O Globo
É desolador ver a quantidade de absurdos
despejados nas redes sociais a respeito da tragédia no Rio Grande do Sul
As imagens com ruas, bairros e cidades
inteiras alagados, carros e casas submersos serão difíceis de esquecer para
quem está longe do Rio Grande do Sul. Não é possível mensurar o dano de quem
vivencia tudo isso.
Com 2 ou 3 anos, vi as águas da chuva invadirem minha casa em Madureira, no subúrbio carioca. Mesmo com tão pouca idade, guardei duas memórias até hoje, aos 37. A primeira foi minha mãe me pegando no colo, tentando sair de casa e gritando porque algum bicho tinha passado por ela. Lembro o grito de medo com a possibilidade de ser um rato ou uma cobra. A segunda é o que as águas deixaram para trás. O quarto tinha chão de tacos, e me chamou muito a atenção que todos eles tinham sido levados e, no lugar, ficado uma imensidão de pregos, impossibilitando uma família de dormir no cômodo. Naquele mesmo dia, a bola com que eu brincava escapou e foi parar lá. Furou assim que tocou nos pregos.

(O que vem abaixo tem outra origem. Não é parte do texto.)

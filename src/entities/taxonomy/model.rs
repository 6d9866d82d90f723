//! Category and Genre records
//!
//! Both are a `(name, slug)` pair keyed by slug on the wire; the [`Taxon`]
//! trait lets one set of handlers serve both.

use crate::core::error::ApiResult;
use crate::core::repository::Repository;
use crate::core::store::Store;
use crate::entities::Title;
use crate::impl_record;
use async_trait::async_trait;
use serde::{Deserialize, Serialize};
use std::sync::Arc;

#[derive(Debug, Clone, PartialEq, Serialize, Deserialize)]
pub struct Category {
    pub id: i64,
    pub name: String,
    pub slug: String,
}

#[derive(Debug, Clone, PartialEq, Serialize, Deserialize)]
pub struct Genre {
    pub id: i64,
    pub name: String,
    pub slug: String,
}

impl_record!(Category, "category", unique: [slug]);
impl_record!(Genre, "genre", unique: [slug]);

/// A slug-keyed classification that titles refer to
#[async_trait]
pub trait Taxon: crate::core::entity::Record {
    /// Collection segment in URLs (e.g., "categories")
    const PLURAL: &'static str;

    fn new(name: String, slug: String) -> Self;
    fn name(&self) -> &str;
    fn slug(&self) -> &str;
    fn set_name(&mut self, name: String);
    fn set_slug(&mut self, slug: String);

    /// The repository holding this taxon
    fn repository(store: &Store) -> &Arc<dyn Repository<Self>>;

    /// Drop title references to the taxon with `id`; returns how many titles changed
    async fn detach(store: &Store, id: i64) -> ApiResult<usize>;
}

macro_rules! taxon_accessors {
    () => {
        fn new(name: String, slug: String) -> Self {
            Self { id: 0, name, slug }
        }

        fn name(&self) -> &str {
            &self.name
        }

        fn slug(&self) -> &str {
            &self.slug
        }

        fn set_name(&mut self, name: String) {
            self.name = name;
        }

        fn set_slug(&mut self, slug: String) {
            self.slug = slug;
        }
    };
}

#[async_trait]
impl Taxon for Category {
    const PLURAL: &'static str = "categories";

    taxon_accessors!();

    fn repository(store: &Store) -> &Arc<dyn Repository<Self>> {
        &store.categories
    }

    async fn detach(store: &Store, id: i64) -> ApiResult<usize> {
        let titles = store
            .titles
            .find(&|t: &Title| t.category_id == Some(id))
            .await?;
        let count = titles.len();
        for mut title in titles {
            title.category_id = None;
            store.titles.update(title).await?;
        }
        Ok(count)
    }
}

#[async_trait]
impl Taxon for Genre {
    const PLURAL: &'static str = "genres";

    taxon_accessors!();

    fn repository(store: &Store) -> &Arc<dyn Repository<Self>> {
        &store.genres
    }

    async fn detach(store: &Store, id: i64) -> ApiResult<usize> {
        let titles = store
            .titles
            .find(&|t: &Title| t.genre_ids.contains(&id))
            .await?;
        let count = titles.len();
        for mut title in titles {
            title.genre_ids.retain(|g| *g != id);
            store.titles.update(title).await?;
        }
        Ok(count)
    }
}
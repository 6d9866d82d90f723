//! Entity descriptor for Review

use super::handlers::{create_review, delete_review, get_review, list_reviews, update_review};
use crate::server::{AppState, EntityDescriptor};
use axum::{Router, routing::get};

/// Descriptor for the Review entity
pub struct ReviewDescriptor;

impl EntityDescriptor for ReviewDescriptor {
    fn entity_type(&self) -> &str {
        "review"
    }

    fn plural(&self) -> &str {
        "reviews"
    }

    fn build_routes(&self) -> Router<AppState> {
        Router::new()
            .route(
                "/titles/{title_id}/reviews",
                get(list_reviews).post(create_review),
            )
            .route(
                "/titles/{title_id}/reviews/{review_id}",
                get(get_review).patch(update_review).delete(delete_review),
            )
    }
}
//! User record

use crate::core::auth::Role;
use crate::impl_record;
use serde::{Deserialize, Serialize};

/// A registered user
#[derive(Debug, Clone, PartialEq, Serialize, Deserialize)]
pub struct User {
    pub id: i64,
    pub username: String,
    pub email: String,
    pub first_name: String,
    pub last_name: String,
    pub bio: String,
    pub role: Role,
}

impl User {
    /// A plain user with only the registration fields set
    pub fn new(username: impl Into<String>, email: impl Into<String>) -> Self {
        Self {
            id: 0,
            username: username.into(),
            email: email.into(),
            first_name: String::new(),
            last_name: String::new(),
            bio: String::new(),
            role: Role::User,
        }
    }

    pub fn with_role(mut self, role: Role) -> Self {
        self.role = role;
        self
    }
}

impl_record!(User, "user", unique: [username, email]);
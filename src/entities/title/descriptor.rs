//! Entity descriptor for Title

use super::handlers::{create_title, delete_title, get_title, list_titles, update_title};
use crate::server::{AppState, EntityDescriptor};
use axum::{Router, routing::get};

/// Descriptor for the Title entity
pub struct TitleDescriptor;

impl EntityDescriptor for TitleDescriptor {
    fn entity_type(&self) -> &str {
        "title"
    }

    fn plural(&self) -> &str {
        "titles"
    }

    fn build_routes(&self) -> Router<AppState> {
        Router::new()
            .route("/titles", get(list_titles).post(create_title))
            .route(
                "/titles/{title_id}",
                get(get_title).patch(update_title).delete(delete_title),
            )
    }
}
//! ServerBuilder for fluent API to build the HTTP server

use super::entity_registry::{EntityDescriptor, EntityRegistry};
use super::exposure::RestExposure;
use super::host::AppState;
use crate::config::AppConfig;
use crate::core::auth::{CodeSender, ConfirmationCodes, InMemoryTokenIssuer, LogCodeSender, TokenIssuer};
use crate::core::store::Store;
use crate::entities::{
    AuthDescriptor, Category, CommentDescriptor, Genre, ReviewDescriptor, TaxonDescriptor,
    TitleDescriptor, UserDescriptor, bootstrap_admin,
};
use anyhow::Result;
use axum::Router;
use std::sync::Arc;
use tokio::net::TcpListener;

/// Builder for creating the HTTP server
///
/// # Example
///
/// ```ignore
/// let app = ServerBuilder::new()
///     .with_config(config)
///     .register_defaults()
///     .build()?;
/// ```
pub struct ServerBuilder {
    config: AppConfig,
    store: Option<Store>,
    tokens: Option<Arc<dyn TokenIssuer>>,
    code_sender: Option<Arc<dyn CodeSender>>,
    entity_registry: EntityRegistry,
    custom_routes: Vec<Router<AppState>>,
}

impl ServerBuilder {
    /// Create a new ServerBuilder with default config and no entities
    pub fn new() -> Self {
        Self {
            config: AppConfig::default(),
            store: None,
            tokens: None,
            code_sender: None,
            entity_registry: EntityRegistry::new(),
            custom_routes: Vec::new(),
        }
    }

    pub fn with_config(mut self, config: AppConfig) -> Self {
        self.config = config;
        self
    }

    /// Use a specific store (defaults to in-memory repositories)
    pub fn with_store(mut self, store: Store) -> Self {
        self.store = Some(store);
        self
    }

    /// Use a specific token issuer (defaults to [`InMemoryTokenIssuer`])
    pub fn with_token_issuer(mut self, tokens: impl TokenIssuer + 'static) -> Self {
        self.tokens = Some(Arc::new(tokens));
        self
    }

    /// Use a specific confirmation code sender (defaults to [`LogCodeSender`])
    pub fn with_code_sender(mut self, sender: impl CodeSender + 'static) -> Self {
        self.code_sender = Some(Arc::new(sender));
        self
    }

    /// Add custom routes, mounted under `/v1` next to the entity routes
    pub fn with_custom_routes(mut self, routes: Router<AppState>) -> Self {
        self.custom_routes.push(routes);
        self
    }

    /// Register an entity descriptor
    pub fn register(mut self, descriptor: impl EntityDescriptor + 'static) -> Self {
        self.entity_registry.register(Box::new(descriptor));
        self
    }

    /// Register every entity of the review platform
    pub fn register_defaults(self) -> Self {
        self.register(UserDescriptor)
            .register(AuthDescriptor)
            .register(TaxonDescriptor::<Category>::new())
            .register(TaxonDescriptor::<Genre>::new())
            .register(TitleDescriptor)
            .register(ReviewDescriptor)
            .register(CommentDescriptor)
    }

    /// Entity types registered so far
    pub fn entity_types(&self) -> Vec<&str> {
        self.entity_registry.entity_types()
    }

    /// Assemble the shared state, filling in defaults for anything not set
    fn build_state(&mut self) -> AppState {
        AppState {
            store: self.store.take().unwrap_or_default(),
            tokens: self
                .tokens
                .take()
                .unwrap_or_else(|| Arc::new(InMemoryTokenIssuer::new())),
            codes: Arc::new(ConfirmationCodes::new()),
            code_sender: self
                .code_sender
                .take()
                .unwrap_or_else(|| Arc::new(LogCodeSender)),
            config: Arc::new(self.config.clone()),
        }
    }

    /// Build the router together with the state it serves
    ///
    /// Tests use the state to seed users and issue tokens directly.
    pub fn build_with_state(mut self) -> Result<(Router, AppState)> {
        let state = self.build_state();
        let custom_routes = std::mem::take(&mut self.custom_routes);
        let router =
            RestExposure::build_router(state.clone(), &self.entity_registry, custom_routes)?;
        Ok((router, state))
    }

    /// Build the final REST router
    pub fn build(self) -> Result<Router> {
        self.build_with_state().map(|(router, _)| router)
    }

    /// Serve the application with graceful shutdown
    ///
    /// This will:
    /// - Create the bootstrap admin, when configured
    /// - Bind to `server.bind`
    /// - Handle SIGTERM and SIGINT (Ctrl+C) for graceful shutdown
    pub async fn serve(self) -> Result<()> {
        let addr = self.config.server.bind.clone();
        let (app, state) = self.build_with_state()?;

        bootstrap_admin(&state).await?;

        let listener = TcpListener::bind(&addr).await?;
        tracing::info!("Server listening on {}", addr);

        axum::serve(listener, app)
            .with_graceful_shutdown(shutdown_signal())
            .await?;

        tracing::info!("Server shutdown complete");
        Ok(())
    }
}

impl Default for ServerBuilder {
    fn default() -> Self {
        Self::new()
    }
}

async fn shutdown_signal() {
    use tokio::signal;

    let ctrl_c = async {
        if let Err(e) = signal::ctrl_c().await {
            tracing::error!(error = %e, "Failed to install Ctrl+C handler");
            std::future::pending::<()>().await;
        }
    };

    #[cfg(unix)]
    let terminate = async {
        match signal::unix::signal(signal::unix::SignalKind::terminate()) {
            Ok(mut sigterm) => {
                sigterm.recv().await;
            }
            Err(e) => {
                tracing::error!(error = %e, "Failed to install SIGTERM handler");
                std::future::pending::<()>().await;
            }
        }
    };

    #[cfg(not(unix))]
    let terminate = std::future::pending::<()>();

    tokio::select! {
        _ = ctrl_c => {
            tracing::info!("Received Ctrl+C signal, initiating graceful shutdown...");
        },
        _ = terminate => {
            tracing::info!("Received SIGTERM signal, initiating graceful shutdown...");
        },
    }
}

Compartilho essa história para termos a
dimensão do que acontece no Sul do país, infinitamente mais grave. Muita gente
entende isso e tem se esforçado dia e noite para ajudar as pessoas que tanto
precisam de socorro e acolhimento. No entanto é extremamente desolador ver a
quantidade de absurdos despejados nas redes sociais a respeito da fatalidade.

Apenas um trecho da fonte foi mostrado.